Salisbury Plain Training Area NMP
The Salisbury Plain Training Area (SPTA) Mapping Project was an internal project forming part of English Heritage’s (previously The Royal Commission on the Historical Monuments of England) National Mapping Programme (NMP). It grew out of earlier work since the Commission has been active on the Plain since the creation of Archaeological Site Groups (ASG's) under the auspices of the Salisbury Plain Working Party in 1986. Previously work was very largely field based and had covered small areas at a large scale, although a few areas were plotted using the Digicart stereo photogrammetric plotter. Following the standard practice of NMP all archaeological features surviving as either upstanding earthworks or visible only as cropmarks were recorded. The 1:10,000 transcriptions are available from the National Monuments Record Centre archive. Data relating to the transcriptions is currently available in the form of MORPH2 records, but the data will be available through AMIE in the future. Further detailed descriptions of methodology and more in depth interpretations can be found in an internal report available from the NMRC Salisbury Plain Training Area: A report for the National Mapping Programme (Crutchley 2000). The findings of this project have also been incorporated in a forthcoming publication The Field Archaeology of the Salisbury Plain Training Area (McOmish, Field and Brown 2001).

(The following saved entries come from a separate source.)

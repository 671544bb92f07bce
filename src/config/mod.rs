//! Configuration management.
//!
//! Settings are layered: built-in defaults, then a TOML file, then
//! `DELTAFETCH_*` environment variables.
//!
//! # Environment Variables
//!
//! | Variable | Type | Default | Description |
//! |----------|------|---------|-------------|
//! | `DELTAFETCH_ENABLED` | bool | `false` | Install the filter at all |
//! | `DELTAFETCH_DIR` | path | `<user data dir>/deltafetch` | Directory holding one state file per job |
//! | `DELTAFETCH_RESET` | bool | `false` | Truncate job state at open |
//! | `DELTAFETCH_BACKEND` | string | `sqlite` | Store backend: `sqlite` or `memory` |
//!
//! # Example
//!
//! ```toml
//! enabled = true
//! dir = "/var/lib/crawler/deltafetch"
//! reset = false
//! backend = "sqlite"
//!
//! [logging]
//! format = "json"
//! level = "info"
//! ```

mod backend;

pub use backend::StoreBackend;

use crate::{Error, Result};
use serde::Deserialize;
use std::path::{Path, PathBuf};

/// Application name used for config and data directories.
pub const APP_NAME: &str = "deltafetch";

/// Main configuration for deltafetch.
#[derive(Debug, Clone)]
pub struct DeltaFetchConfig {
    /// Whether the filter is installed. When false the output stream passes
    /// through unmodified.
    pub enabled: bool,
    /// Base directory under which one state file per job is kept.
    pub dir: PathBuf,
    /// Truncate each job's state file at open.
    pub reset: bool,
    /// Store backend.
    pub backend: StoreBackend,
    /// Logging settings from the config file.
    pub logging: LoggingSettings,
}

/// Logging section in config file.
#[derive(Debug, Clone, Default, Deserialize)]
pub struct LoggingSettings {
    /// Output format: `pretty` or `json`.
    pub format: Option<String>,
    /// Default filter directive, e.g. `info` or `deltafetch=debug`.
    pub level: Option<String>,
    /// Optional log file path; logs go to stderr when unset.
    pub file: Option<PathBuf>,
}

/// Configuration file structure (for TOML parsing).
#[derive(Debug, Deserialize, Default)]
pub struct ConfigFile {
    /// Enabled flag.
    pub enabled: Option<bool>,
    /// State directory.
    pub dir: Option<String>,
    /// Reset flag.
    pub reset: Option<bool>,
    /// Backend name.
    pub backend: Option<StoreBackend>,
    /// Logging configuration.
    pub logging: Option<LoggingSettings>,
}

impl Default for DeltaFetchConfig {
    fn default() -> Self {
        Self {
            enabled: false,
            dir: default_state_dir(),
            reset: false,
            backend: StoreBackend::default(),
            logging: LoggingSettings::default(),
        }
    }
}

/// Returns the platform data directory for deltafetch state.
///
/// Falls back to a directory under the system temp dir if the platform data
/// directory cannot be resolved.
#[must_use]
pub fn default_state_dir() -> PathBuf {
    directories::BaseDirs::new().map_or_else(
        || {
            tracing::warn!("Failed to resolve user data dir; falling back to temp dir");
            std::env::temp_dir().join(APP_NAME)
        },
        |dirs| dirs.data_local_dir().join(APP_NAME),
    )
}

impl DeltaFetchConfig {
    /// Creates a new configuration with default values.
    #[must_use]
    pub fn new() -> Self {
        Self::default()
    }

    /// Loads configuration from a file path, then applies environment overrides.
    ///
    /// # Errors
    ///
    /// Returns an error if the file cannot be read or parsed, or if an
    /// environment override has an invalid value.
    pub fn load_from_file(path: &Path) -> Result<Self> {
        let contents = std::fs::read_to_string(path).map_err(|e| Error::OperationFailed {
            operation: "read_config_file".to_string(),
            cause: format!("{}: {e}", path.display()),
        })?;

        Self::from_toml_str(&contents)?.with_env_overrides()
    }

    /// Loads configuration from the default location, then applies
    /// environment overrides.
    ///
    /// Checks `<platform config dir>/deltafetch/config.toml`. A missing or
    /// unreadable file yields the defaults.
    ///
    /// # Errors
    ///
    /// Returns an error if an environment override has an invalid value.
    pub fn load_default() -> Result<Self> {
        let from_file = directories::BaseDirs::new()
            .map(|dirs| dirs.config_dir().join(APP_NAME).join("config.toml"))
            .filter(|path| path.exists())
            .and_then(|path| {
                std::fs::read_to_string(&path)
                    .map_err(|e| Error::OperationFailed {
                        operation: "read_config_file".to_string(),
                        cause: e.to_string(),
                    })
                    .and_then(|contents| Self::from_toml_str(&contents))
                    .inspect_err(|e| {
                        tracing::warn!(path = %path.display(), error = %e, "Ignoring unreadable config file");
                    })
                    .ok()
            });

        from_file.unwrap_or_default().with_env_overrides()
    }

    /// Parses a TOML document on top of the defaults.
    ///
    /// # Errors
    ///
    /// Returns an error if the document is not valid TOML for [`ConfigFile`].
    pub fn from_toml_str(contents: &str) -> Result<Self> {
        let file: ConfigFile = toml::from_str(contents).map_err(|e| Error::OperationFailed {
            operation: "parse_config_file".to_string(),
            cause: e.to_string(),
        })?;
        Ok(Self::from_config_file(file))
    }

    /// Converts a `ConfigFile` to `DeltaFetchConfig`.
    fn from_config_file(file: ConfigFile) -> Self {
        let mut config = Self::default();

        if let Some(enabled) = file.enabled {
            config.enabled = enabled;
        }
        if let Some(dir) = file.dir {
            config.dir = PathBuf::from(dir);
        }
        if let Some(reset) = file.reset {
            config.reset = reset;
        }
        if let Some(backend) = file.backend {
            config.backend = backend;
        }
        if let Some(logging) = file.logging {
            config.logging = logging;
        }

        config
    }

    /// Applies `DELTAFETCH_*` overrides from the process environment.
    ///
    /// # Errors
    ///
    /// Returns [`Error::InvalidInput`] if a variable holds an unparseable value.
    pub fn with_env_overrides(self) -> Result<Self> {
        self.with_overrides_from(|name| std::env::var(name).ok())
    }

    /// Applies `DELTAFETCH_*` overrides read through `lookup`.
    ///
    /// Empty values are ignored.
    ///
    /// # Errors
    ///
    /// Returns [`Error::InvalidInput`] if a variable holds an unparseable value.
    pub fn with_overrides_from<F>(mut self, lookup: F) -> Result<Self>
    where
        F: Fn(&str) -> Option<String>,
    {
        let var = |name: &str| lookup(name).filter(|v| !v.trim().is_empty());

        if let Some(v) = var("DELTAFETCH_ENABLED") {
            self.enabled = parse_bool("DELTAFETCH_ENABLED", &v)?;
        }
        if let Some(v) = var("DELTAFETCH_DIR") {
            self.dir = PathBuf::from(v);
        }
        if let Some(v) = var("DELTAFETCH_RESET") {
            self.reset = parse_bool("DELTAFETCH_RESET", &v)?;
        }
        if let Some(v) = var("DELTAFETCH_BACKEND") {
            self.backend = StoreBackend::parse(&v).ok_or_else(|| {
                Error::InvalidInput(format!("DELTAFETCH_BACKEND: unknown backend '{v}'"))
            })?;
        }

        Ok(self)
    }

    /// Sets the enabled flag.
    #[must_use]
    pub const fn with_enabled(mut self, enabled: bool) -> Self {
        self.enabled = enabled;
        self
    }

    /// Sets the state directory.
    #[must_use]
    pub fn with_dir(mut self, dir: impl Into<PathBuf>) -> Self {
        self.dir = dir.into();
        self
    }

    /// Sets the reset flag.
    #[must_use]
    pub const fn with_reset(mut self, reset: bool) -> Self {
        self.reset = reset;
        self
    }

    /// Sets the store backend.
    #[must_use]
    pub const fn with_backend(mut self, backend: StoreBackend) -> Self {
        self.backend = backend;
        self
    }
}

/// Parses a boolean environment value.
fn parse_bool(name: &str, value: &str) -> Result<bool> {
    match value.trim().to_lowercase().as_str() {
        "1" | "true" | "yes" | "on" => Ok(true),
        "0" | "false" | "no" | "off" => Ok(false),
        other => Err(Error::InvalidInput(format!(
            "{name}: expected a boolean, got '{other}'"
        ))),
    }
}
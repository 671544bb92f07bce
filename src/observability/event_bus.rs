//! Tokio broadcast event bus for filter decisions.

use crate::models::{DedupEvent, DedupEventKind};
use std::sync::OnceLock;
use tokio::sync::broadcast;

const DEFAULT_EVENT_BUS_CAPACITY: usize = 1024;

/// Central event bus for broadcasting dedup events.
///
/// Publishing never blocks the pipeline: with no subscribers the event is
/// dropped, and slow subscribers lag instead of applying backpressure.
#[derive(Clone)]
pub struct EventBus {
    sender: broadcast::Sender<DedupEvent>,
}

/// Filtered receiver that yields events matching a predicate.
pub struct FilteredReceiver<F> {
    receiver: broadcast::Receiver<DedupEvent>,
    predicate: F,
}

impl EventBus {
    /// Creates a new event bus with the given buffer capacity.
    #[must_use]
    pub fn new(capacity: usize) -> Self {
        let (sender, _receiver) = broadcast::channel(capacity);
        Self { sender }
    }

    /// Publishes an event to all subscribers (best effort).
    pub fn publish(&self, event: DedupEvent) {
        metrics::counter!("deltafetch_event_bus_publish_total", "kind" => event.kind.as_str())
            .increment(1);
        if self.sender.send(event).is_err() {
            metrics::counter!("deltafetch_event_bus_publish_failed_total").increment(1);
        }
    }

    /// Returns the number of active subscribers.
    #[must_use]
    pub fn receiver_count(&self) -> usize {
        self.sender.receiver_count()
    }

    /// Subscribes to the event bus.
    #[must_use]
    pub fn subscribe(&self) -> broadcast::Receiver<DedupEvent> {
        metrics::counter!("deltafetch_event_bus_subscriptions_total").increment(1);
        self.sender.subscribe()
    }

    /// Subscribes with a predicate to filter events by kind or job.
    #[must_use]
    pub fn subscribe_filtered<F>(&self, predicate: F) -> FilteredReceiver<F>
    where
        F: Fn(&DedupEvent) -> bool,
    {
        FilteredReceiver {
            receiver: self.subscribe(),
            predicate,
        }
    }

    /// Subscribes to events of one kind.
    #[must_use]
    pub fn subscribe_kind(
        &self,
        kind: DedupEventKind,
    ) -> FilteredReceiver<impl Fn(&DedupEvent) -> bool> {
        self.subscribe_filtered(move |event| event.kind == kind)
    }
}

impl Default for EventBus {
    fn default() -> Self {
        Self::new(DEFAULT_EVENT_BUS_CAPACITY)
    }
}

impl<F> FilteredReceiver<F>
where
    F: Fn(&DedupEvent) -> bool,
{
    /// Receives the next event that matches the predicate.
    ///
    /// # Errors
    ///
    /// Returns [`broadcast::error::RecvError::Closed`] once every sender is gone.
    pub async fn recv(&mut self) -> Result<DedupEvent, broadcast::error::RecvError> {
        loop {
            match self.receiver.recv().await {
                Ok(event) => {
                    if (self.predicate)(&event) {
                        return Ok(event);
                    }
                },
                Err(broadcast::error::RecvError::Lagged(skipped)) => {
                    metrics::counter!("deltafetch_event_bus_lagged_total").increment(skipped);
                },
                Err(err) => return Err(err),
            }
        }
    }

    /// Returns the next buffered matching event without waiting.
    ///
    /// Returns `None` once the buffer holds no further match.
    pub fn try_recv(&mut self) -> Option<DedupEvent> {
        loop {
            match self.receiver.try_recv() {
                Ok(event) if (self.predicate)(&event) => return Some(event),
                Ok(_) => {},
                Err(broadcast::error::TryRecvError::Lagged(skipped)) => {
                    metrics::counter!("deltafetch_event_bus_lagged_total").increment(skipped);
                },
                Err(_) => return None,
            }
        }
    }
}

static GLOBAL_EVENT_BUS: OnceLock<EventBus> = OnceLock::new();

/// Returns the global event bus, initializing it on first use.
#[must_use]
pub fn global_event_bus() -> &'static EventBus {
    GLOBAL_EVENT_BUS.get_or_init(EventBus::default)
}
impl DedupFilter {
    /// Creates an unopened filter.
    #[must_use]
    pub fn new(config: DeltaFetchConfig) -> Self {
        Self {
            config,
            fingerprinter: Arc::new(RequestFingerprinter::new()),
            events: global_event_bus().clone(),
            state: RwLock::new(FilterState::Unopened),
        }
    }

    /// Replaces the fingerprinter used for requests without an override key.
    #[must_use]
    pub fn with_fingerprinter(mut self, fingerprinter: Arc<dyn Fingerprinter>) -> Self {
        self.fingerprinter = fingerprinter;
        self
    }

    /// Publishes decisions to `events` instead of the global bus.
    #[must_use]
    pub fn with_event_bus(mut self, events: EventBus) -> Self {
        self.events = events;
        self
    }

    /// Returns the configuration.
    #[must_use]
    pub const fn config(&self) -> &DeltaFetchConfig {
        &self.config
    }

    /// Returns true between `job_opened` and `job_closed`.
    #[must_use]
    pub fn is_open(&self) -> bool {
        matches!(*self.read_state(), FilterState::Open(_))
    }

    /// Opens the filter over an already configured policy.
    ///
    /// # Errors
    ///
    /// Returns [`Error::ContractViolation`] unless the filter is unopened.
    pub fn open_with_policy(&self, policy: SeenSetPolicy) -> Result<()> {
        let mut state = self.state.write().unwrap_or_else(PoisonError::into_inner);
        if !matches!(*state, FilterState::Unopened) {
            return Err(Error::ContractViolation(format!(
                "cannot open job '{}': filter is {}",
                policy.job(),
                state.name()
            )));
        }
        *state = FilterState::Open(policy);
        Ok(())
    }

    fn read_state(&self) -> RwLockReadGuard<'_, FilterState> {
        self.state.read().unwrap_or_else(PoisonError::into_inner)
    }

    fn publish(&self, kind: DedupEventKind, job: &Arc<str>, key: Fingerprint) {
        self.events
            .publish(DedupEvent::new(kind, Arc::clone(job), key));
    }

    /// Decides one request; returns false if it must be dropped.
    fn admit_request(&self, policy: &SeenSetPolicy, unit: &WorkUnit) -> bool {
        let key = policy.derive_key(unit);
        match policy.has_seen_key(&key) {
            Ok(true) => {
                tracing::info!(job = %policy.job(), url = %unit.url, "Ignoring already visited");
                metrics::counter!("deltafetch_suppressed_total").increment(1);
                self.publish(DedupEventKind::Suppressed, policy.job(), key);
                false
            },
            Ok(false) => {
                metrics::counter!("deltafetch_forwarded_total").increment(1);
                self.publish(DedupEventKind::Forwarded, policy.job(), key);
                true
            },
            Err(e) => {
                tracing::warn!(
                    job = %policy.job(),
                    url = %unit.url,
                    error = %e,
                    "Seen-set lookup failed, forwarding request"
                );
                metrics::counter!("deltafetch_lookup_failed_total").increment(1);
                metrics::counter!("deltafetch_forwarded_total").increment(1);
                self.publish(DedupEventKind::Forwarded, policy.job(), key);
                true
            },
        }
    }

    /// Records that `origin` produced an item.
    fn record_item(&self, policy: &SeenSetPolicy, origin: &WorkUnit) {
        match policy.record_seen(origin, Utc::now()) {
            Ok(key) => {
                tracing::debug!(job = %policy.job(), url = %origin.url, "Recorded result");
                metrics::counter!("deltafetch_recorded_total").increment(1);
                self.publish(DedupEventKind::Recorded, policy.job(), key);
            },
            Err(e) => {
                tracing::warn!(
                    job = %policy.job(),
                    url = %origin.url,
                    error = %e,
                    "Failed to record result, it may be fetched again next run"
                );
                metrics::counter!("deltafetch_write_failed_total").increment(1);
            },
        }
    }
}

impl JobLifecycle for DedupFilter {
    #[instrument(skip_all, fields(job = %job.name, reset = self.config.reset || job.reset))]
    fn job_opened(&self, job: &Job) -> Result<()> {
        // Held across configure so a second open cannot touch the store
        let mut state = self.state.write().unwrap_or_else(PoisonError::into_inner);
        if !matches!(*state, FilterState::Unopened) {
            return Err(Error::ContractViolation(format!(
                "cannot open job '{}': filter is {}",
                job.name,
                state.name()
            )));
        }

        let reset = self.config.reset || job.reset;
        let policy =
            SeenSetPolicy::configure(&job.name, &self.config.dir, reset, self.config.backend)?
                .with_fingerprinter(Arc::clone(&self.fingerprinter));
        *state = FilterState::Open(policy);
        Ok(())
    }

    #[instrument(skip_all, fields(job = %job.name))]
    fn job_closed(&self, job: &Job) -> Result<()> {
        // Taking the write lock waits for in-flight batches
        let mut state = self.state.write().unwrap_or_else(PoisonError::into_inner);
        match std::mem::replace(&mut *state, FilterState::Closed) {
            FilterState::Open(policy) => {
                if policy.job().as_ref() != job.name.as_str() {
                    tracing::warn!(
                        open_job = %policy.job(),
                        "Closing filter with a different job than it was opened with"
                    );
                }
                policy.close()
            },
            other => {
                let name = other.name();
                *state = other;
                Err(Error::ContractViolation(format!(
                    "cannot close job '{}': filter is {name}",
                    job.name
                )))
            },
        }
    }
}

impl OutputStage for DedupFilter {
    #[instrument(skip_all, fields(url = %origin.url, outputs = outputs.len()))]
    fn process_output(&self, origin: &WorkUnit, outputs: Vec<Output>) -> Result<Vec<Output>> {
        let state = self.read_state();
        let FilterState::Open(policy) = &*state else {
            return Err(Error::ContractViolation(format!(
                "process_output called while filter is {}",
                state.name()
            )));
        };

        let forwarded = outputs
            .into_iter()
            .filter(|output| match output {
                Output::Request(unit) => self.admit_request(policy, unit),
                Output::Item(_) => {
                    self.record_item(policy, origin);
                    true
                },
            })
            .collect();

        Ok(forwarded)
    }
}
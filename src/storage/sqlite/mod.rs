//! `SQLite` key store and its connection plumbing.
//!
//! - [`connection`]: mutex handling, pragmas, database file removal
//! - [`metrics`]: per-operation metrics helpers
//! - [`key_store`]: the [`SqliteKeyStore`] itself

mod connection;
mod key_store;
mod metrics;

pub use connection::acquire_lock;
pub use key_store::{SCHEMA_VERSION, SqliteKeyStore};
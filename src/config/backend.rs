//! Store backend selection.

use serde::Deserialize;
use std::fmt;

/// Key store backend, resolved once at configuration time.
#[derive(Debug, Clone, Copy, PartialEq, Eq, Default, Deserialize)]
#[serde(rename_all = "lowercase")]
pub enum StoreBackend {
    /// One `SQLite` database file per job.
    #[default]
    Sqlite,
    /// Process-local map; history does not survive the process.
    Memory,
}

impl StoreBackend {
    /// Parses a backend name.
    #[must_use]
    pub fn parse(s: &str) -> Option<Self> {
        match s.trim().to_lowercase().as_str() {
            "sqlite" | "sqlite3" => Some(Self::Sqlite),
            "memory" | "mem" => Some(Self::Memory),
            _ => None,
        }
    }

    /// Returns the backend name.
    #[must_use]
    pub const fn as_str(self) -> &'static str {
        match self {
            Self::Sqlite => "sqlite",
            Self::Memory => "memory",
        }
    }

    /// Returns true if state written with this backend survives the process.
    #[must_use]
    pub const fn is_durable(self) -> bool {
        matches!(self, Self::Sqlite)
    }
}

impl fmt::Display for StoreBackend {
    fn fmt(&self, f: &mut fmt::Formatter<'_>) -> fmt::Result {
        f.write_str(self.as_str())
    }
}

The project covers 27 separate 1:10,000 quarter sheets, defined by the Salisbury Plain Training Area, a total area of some 675 km2 (A) covering Wiltshire and a small part of Hampshire. The Plain is predominantly chalk grassland that rises to a height of 230m.
Why SPTA?
In the 1930s OGS Crawford, the founding father of aerial archaeology, noted that Salisbury Plain had been so damaged by military activity that archaeological interest should be concentrated on the Marlborough Downs, with a view to designation as a National Park. Unfortunately his advice was ignored and the archaeology of the Marlborough Downs was systematically destroyed by ploughing (See Avebury World Heritage Site Mapping Project and Lambourn Downs Mapping Project). The presence of the military, destructive though it has been in specific areas, has helped to protect the Plain from plough damage. As a result it is now probably the best preserved area of upland in southern Britain, with earthwork remains of field systems, settlements and funerary monuments of various periods, as can be seen in these images. Taken 70 years apart they show that little has changed on the Plain in that time compared with much of the rest of southern England.